*Task objective*: Copy every line from the records that holds the word "module".
START Data to use
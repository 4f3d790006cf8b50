//! Core business logic module
//!
//! This module contains the calculation components:
//! - `calculator` - Pure balance calculation and input validation
//! - `batch_processor` - Concurrent calculation of record batches

pub mod batch_processor;
pub mod calculator;

pub use batch_processor::{calculate_record, BatchProcessor};
pub use calculator::{calculate_final_balance, calculate_raw};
END Data to use
*Completed task*:
//! Core business logic module
//! This module contains the calculation components:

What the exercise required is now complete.